WHAT YOU HAVE TO DO:
Look through the data below and return each line where "GraphAlgorithms" appears.

Stored data:

BEGIN

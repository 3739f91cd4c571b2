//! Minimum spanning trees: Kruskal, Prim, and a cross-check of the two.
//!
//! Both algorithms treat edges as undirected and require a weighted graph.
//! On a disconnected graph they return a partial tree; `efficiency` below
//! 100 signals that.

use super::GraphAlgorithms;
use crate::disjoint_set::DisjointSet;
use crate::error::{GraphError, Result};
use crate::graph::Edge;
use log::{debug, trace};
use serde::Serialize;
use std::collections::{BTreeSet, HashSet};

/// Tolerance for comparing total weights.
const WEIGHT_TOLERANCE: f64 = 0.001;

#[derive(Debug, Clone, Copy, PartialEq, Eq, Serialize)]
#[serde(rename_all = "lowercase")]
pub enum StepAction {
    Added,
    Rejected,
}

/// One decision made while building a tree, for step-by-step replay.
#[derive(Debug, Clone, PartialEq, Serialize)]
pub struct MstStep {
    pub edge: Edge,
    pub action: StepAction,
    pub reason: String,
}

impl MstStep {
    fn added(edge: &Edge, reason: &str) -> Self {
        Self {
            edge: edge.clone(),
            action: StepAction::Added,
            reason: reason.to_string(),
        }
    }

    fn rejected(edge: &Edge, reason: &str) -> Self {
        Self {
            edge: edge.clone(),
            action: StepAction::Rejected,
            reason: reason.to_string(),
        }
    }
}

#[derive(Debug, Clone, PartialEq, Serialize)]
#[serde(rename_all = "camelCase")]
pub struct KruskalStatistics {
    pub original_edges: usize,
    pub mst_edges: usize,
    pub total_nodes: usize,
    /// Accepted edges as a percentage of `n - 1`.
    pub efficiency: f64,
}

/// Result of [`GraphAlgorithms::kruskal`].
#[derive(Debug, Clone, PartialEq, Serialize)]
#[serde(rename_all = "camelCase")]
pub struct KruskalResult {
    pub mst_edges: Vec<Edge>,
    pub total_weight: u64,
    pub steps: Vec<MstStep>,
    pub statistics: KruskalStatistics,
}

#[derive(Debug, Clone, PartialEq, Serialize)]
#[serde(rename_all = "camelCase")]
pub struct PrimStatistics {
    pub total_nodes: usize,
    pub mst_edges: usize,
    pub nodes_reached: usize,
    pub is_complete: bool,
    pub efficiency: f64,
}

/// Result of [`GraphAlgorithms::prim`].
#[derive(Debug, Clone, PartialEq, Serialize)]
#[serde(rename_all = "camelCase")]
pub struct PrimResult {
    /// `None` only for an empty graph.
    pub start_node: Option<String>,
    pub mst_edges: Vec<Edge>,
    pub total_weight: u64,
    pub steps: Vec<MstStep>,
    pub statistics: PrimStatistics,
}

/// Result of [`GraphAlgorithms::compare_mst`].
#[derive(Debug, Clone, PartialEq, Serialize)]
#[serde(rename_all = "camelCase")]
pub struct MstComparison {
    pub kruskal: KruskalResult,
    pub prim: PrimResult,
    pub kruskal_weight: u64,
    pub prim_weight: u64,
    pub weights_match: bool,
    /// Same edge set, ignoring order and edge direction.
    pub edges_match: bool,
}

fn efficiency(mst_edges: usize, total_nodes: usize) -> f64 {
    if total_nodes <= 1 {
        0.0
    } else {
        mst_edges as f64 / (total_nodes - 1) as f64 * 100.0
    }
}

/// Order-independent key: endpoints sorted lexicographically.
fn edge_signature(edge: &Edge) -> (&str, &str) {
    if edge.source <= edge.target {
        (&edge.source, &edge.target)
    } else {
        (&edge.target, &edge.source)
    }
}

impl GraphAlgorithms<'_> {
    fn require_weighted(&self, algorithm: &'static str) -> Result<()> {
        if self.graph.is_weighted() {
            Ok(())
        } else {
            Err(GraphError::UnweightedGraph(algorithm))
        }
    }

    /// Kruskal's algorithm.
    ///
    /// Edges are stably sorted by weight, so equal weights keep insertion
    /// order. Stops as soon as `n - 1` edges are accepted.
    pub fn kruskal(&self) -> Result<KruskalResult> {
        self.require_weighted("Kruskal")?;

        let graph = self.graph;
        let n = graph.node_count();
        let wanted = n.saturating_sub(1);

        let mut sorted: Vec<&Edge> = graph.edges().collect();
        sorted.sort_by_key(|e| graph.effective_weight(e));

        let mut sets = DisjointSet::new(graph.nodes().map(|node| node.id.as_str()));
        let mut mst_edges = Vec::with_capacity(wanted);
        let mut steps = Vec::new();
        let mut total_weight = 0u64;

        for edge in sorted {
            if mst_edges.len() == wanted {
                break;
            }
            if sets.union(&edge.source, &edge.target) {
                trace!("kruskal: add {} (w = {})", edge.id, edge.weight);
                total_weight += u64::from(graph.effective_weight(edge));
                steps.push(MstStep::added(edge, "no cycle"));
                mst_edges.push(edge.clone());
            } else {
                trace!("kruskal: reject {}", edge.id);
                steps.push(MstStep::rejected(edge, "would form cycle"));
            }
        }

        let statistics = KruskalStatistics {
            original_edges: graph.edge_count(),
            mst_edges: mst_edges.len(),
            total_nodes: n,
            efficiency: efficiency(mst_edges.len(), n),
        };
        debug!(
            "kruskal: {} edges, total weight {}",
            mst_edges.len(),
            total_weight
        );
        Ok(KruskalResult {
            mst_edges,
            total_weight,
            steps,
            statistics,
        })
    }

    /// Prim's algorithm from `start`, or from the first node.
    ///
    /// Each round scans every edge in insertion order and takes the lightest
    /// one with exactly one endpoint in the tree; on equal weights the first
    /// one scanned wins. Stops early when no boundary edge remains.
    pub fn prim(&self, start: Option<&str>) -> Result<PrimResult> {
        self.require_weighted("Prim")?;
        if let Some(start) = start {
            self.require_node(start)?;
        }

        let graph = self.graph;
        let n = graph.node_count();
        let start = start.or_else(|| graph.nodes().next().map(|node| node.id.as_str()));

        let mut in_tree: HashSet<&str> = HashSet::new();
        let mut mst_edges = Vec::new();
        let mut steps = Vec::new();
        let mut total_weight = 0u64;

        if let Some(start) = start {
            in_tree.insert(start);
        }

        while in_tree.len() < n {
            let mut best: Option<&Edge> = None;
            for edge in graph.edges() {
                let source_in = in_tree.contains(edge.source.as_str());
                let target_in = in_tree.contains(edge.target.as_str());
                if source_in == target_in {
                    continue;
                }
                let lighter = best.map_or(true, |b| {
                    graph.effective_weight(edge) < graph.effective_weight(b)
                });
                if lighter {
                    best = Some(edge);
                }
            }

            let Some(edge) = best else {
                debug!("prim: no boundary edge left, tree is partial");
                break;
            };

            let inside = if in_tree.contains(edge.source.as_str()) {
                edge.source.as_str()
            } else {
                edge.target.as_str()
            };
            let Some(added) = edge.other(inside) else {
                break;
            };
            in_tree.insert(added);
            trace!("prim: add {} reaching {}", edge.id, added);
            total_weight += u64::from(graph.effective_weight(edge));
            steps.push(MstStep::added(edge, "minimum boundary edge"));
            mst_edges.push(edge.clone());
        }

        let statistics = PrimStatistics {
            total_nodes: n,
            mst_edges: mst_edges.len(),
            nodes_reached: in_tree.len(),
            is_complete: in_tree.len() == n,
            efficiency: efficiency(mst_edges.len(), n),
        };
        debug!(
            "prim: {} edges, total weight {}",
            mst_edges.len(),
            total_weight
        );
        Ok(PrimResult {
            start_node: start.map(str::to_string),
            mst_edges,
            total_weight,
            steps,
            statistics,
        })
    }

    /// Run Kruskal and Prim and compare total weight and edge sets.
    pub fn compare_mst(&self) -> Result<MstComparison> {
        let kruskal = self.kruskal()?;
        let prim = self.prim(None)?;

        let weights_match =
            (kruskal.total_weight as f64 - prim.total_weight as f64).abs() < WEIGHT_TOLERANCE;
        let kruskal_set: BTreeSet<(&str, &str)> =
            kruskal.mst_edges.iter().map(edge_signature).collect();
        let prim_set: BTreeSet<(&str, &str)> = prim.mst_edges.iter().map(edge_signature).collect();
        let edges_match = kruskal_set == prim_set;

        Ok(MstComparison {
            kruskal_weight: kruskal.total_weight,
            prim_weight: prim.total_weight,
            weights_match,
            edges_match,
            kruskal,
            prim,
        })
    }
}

END

RESPONSE TO THIS EXERCISE:
use super::GraphAlgorithms;
/// Result of [`GraphAlgorithms::kruskal`].
/// Result of [`GraphAlgorithms::prim`].
/// Result of [`GraphAlgorithms::compare_mst`].
impl GraphAlgorithms<'_> {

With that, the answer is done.